--- EXERCISE ---
Each line below containing the word "EnvFilter" needs to be shown.

--- DATASET ---
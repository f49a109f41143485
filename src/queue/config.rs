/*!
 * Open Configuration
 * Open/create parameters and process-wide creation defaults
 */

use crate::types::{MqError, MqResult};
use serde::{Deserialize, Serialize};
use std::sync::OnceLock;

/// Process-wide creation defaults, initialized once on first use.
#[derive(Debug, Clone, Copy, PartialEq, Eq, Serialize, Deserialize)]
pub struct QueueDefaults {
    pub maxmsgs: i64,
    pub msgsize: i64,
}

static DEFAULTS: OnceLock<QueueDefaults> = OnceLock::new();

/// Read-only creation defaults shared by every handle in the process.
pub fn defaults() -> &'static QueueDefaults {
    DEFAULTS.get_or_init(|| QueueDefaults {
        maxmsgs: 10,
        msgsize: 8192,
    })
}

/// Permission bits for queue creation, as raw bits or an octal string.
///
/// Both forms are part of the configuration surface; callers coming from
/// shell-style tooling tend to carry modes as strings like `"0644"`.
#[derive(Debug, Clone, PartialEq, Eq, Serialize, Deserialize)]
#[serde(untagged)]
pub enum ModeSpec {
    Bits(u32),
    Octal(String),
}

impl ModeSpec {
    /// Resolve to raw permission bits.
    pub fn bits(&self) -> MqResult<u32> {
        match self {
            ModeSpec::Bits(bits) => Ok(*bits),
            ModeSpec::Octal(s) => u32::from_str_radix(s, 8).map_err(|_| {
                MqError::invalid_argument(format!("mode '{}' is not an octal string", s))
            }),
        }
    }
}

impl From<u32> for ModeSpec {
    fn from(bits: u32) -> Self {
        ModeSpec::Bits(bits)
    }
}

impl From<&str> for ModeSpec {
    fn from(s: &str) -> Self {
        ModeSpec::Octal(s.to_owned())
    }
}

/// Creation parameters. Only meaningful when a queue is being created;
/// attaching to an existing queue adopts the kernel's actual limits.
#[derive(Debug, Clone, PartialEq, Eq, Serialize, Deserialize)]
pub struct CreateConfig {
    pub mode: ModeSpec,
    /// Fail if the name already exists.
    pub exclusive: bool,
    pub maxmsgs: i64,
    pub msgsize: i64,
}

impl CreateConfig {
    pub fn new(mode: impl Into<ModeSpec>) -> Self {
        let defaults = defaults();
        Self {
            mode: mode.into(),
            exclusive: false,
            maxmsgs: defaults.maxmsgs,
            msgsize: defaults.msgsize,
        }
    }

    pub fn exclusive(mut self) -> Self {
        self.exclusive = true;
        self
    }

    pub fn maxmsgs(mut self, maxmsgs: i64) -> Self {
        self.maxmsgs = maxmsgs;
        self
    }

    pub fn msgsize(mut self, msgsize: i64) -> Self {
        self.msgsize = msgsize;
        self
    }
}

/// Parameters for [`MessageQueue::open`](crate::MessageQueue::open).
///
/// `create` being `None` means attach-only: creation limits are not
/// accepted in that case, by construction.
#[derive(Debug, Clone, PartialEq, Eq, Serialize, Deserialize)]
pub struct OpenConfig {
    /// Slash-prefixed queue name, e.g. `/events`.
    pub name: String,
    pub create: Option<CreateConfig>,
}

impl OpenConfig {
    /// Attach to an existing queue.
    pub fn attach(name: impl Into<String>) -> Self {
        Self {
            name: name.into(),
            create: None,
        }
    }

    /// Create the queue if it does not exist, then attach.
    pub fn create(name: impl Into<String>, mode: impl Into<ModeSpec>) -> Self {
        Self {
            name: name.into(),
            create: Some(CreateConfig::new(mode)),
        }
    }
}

==

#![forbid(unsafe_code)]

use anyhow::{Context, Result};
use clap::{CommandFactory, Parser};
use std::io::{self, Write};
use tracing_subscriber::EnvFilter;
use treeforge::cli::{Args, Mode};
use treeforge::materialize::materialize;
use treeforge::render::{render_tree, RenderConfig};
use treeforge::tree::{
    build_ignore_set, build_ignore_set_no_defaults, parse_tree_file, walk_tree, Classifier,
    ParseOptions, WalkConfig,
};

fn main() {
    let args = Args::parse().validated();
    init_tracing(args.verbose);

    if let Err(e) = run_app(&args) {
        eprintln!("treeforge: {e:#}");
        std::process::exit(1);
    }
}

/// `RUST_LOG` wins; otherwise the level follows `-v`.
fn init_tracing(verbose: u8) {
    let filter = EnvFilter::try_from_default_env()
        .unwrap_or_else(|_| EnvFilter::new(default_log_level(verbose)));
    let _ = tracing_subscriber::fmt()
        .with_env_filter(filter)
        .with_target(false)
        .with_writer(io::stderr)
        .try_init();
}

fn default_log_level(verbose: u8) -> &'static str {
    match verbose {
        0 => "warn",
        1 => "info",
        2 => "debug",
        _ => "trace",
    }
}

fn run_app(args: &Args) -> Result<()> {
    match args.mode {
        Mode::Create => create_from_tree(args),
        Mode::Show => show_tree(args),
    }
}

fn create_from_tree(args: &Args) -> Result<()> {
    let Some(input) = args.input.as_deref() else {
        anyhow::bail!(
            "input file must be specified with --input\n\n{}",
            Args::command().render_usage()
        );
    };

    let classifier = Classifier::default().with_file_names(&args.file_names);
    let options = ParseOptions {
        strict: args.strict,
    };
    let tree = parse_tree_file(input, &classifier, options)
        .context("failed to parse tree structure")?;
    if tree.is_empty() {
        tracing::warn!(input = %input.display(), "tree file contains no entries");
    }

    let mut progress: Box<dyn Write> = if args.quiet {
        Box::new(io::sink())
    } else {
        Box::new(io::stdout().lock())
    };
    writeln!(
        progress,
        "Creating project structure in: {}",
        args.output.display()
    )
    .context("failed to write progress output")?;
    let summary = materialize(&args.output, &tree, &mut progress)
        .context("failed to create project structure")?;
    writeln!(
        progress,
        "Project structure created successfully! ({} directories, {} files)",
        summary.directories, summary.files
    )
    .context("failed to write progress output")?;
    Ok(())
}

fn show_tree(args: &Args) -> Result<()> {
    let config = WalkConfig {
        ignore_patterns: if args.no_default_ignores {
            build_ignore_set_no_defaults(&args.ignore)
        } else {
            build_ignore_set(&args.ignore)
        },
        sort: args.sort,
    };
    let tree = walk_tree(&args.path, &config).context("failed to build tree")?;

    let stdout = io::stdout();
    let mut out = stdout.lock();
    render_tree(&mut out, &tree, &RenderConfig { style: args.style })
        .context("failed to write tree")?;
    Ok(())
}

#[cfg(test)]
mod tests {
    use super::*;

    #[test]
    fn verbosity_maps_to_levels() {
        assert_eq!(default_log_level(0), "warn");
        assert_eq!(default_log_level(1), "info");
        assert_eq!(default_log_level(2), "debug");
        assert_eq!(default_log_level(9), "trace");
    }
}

--- EXERCISE RESULT ---
use tracing_subscriber::EnvFilter;
    let filter = EnvFilter::try_from_default_env()
        .unwrap_or_else(|_| EnvFilter::new(default_log_level(verbose)));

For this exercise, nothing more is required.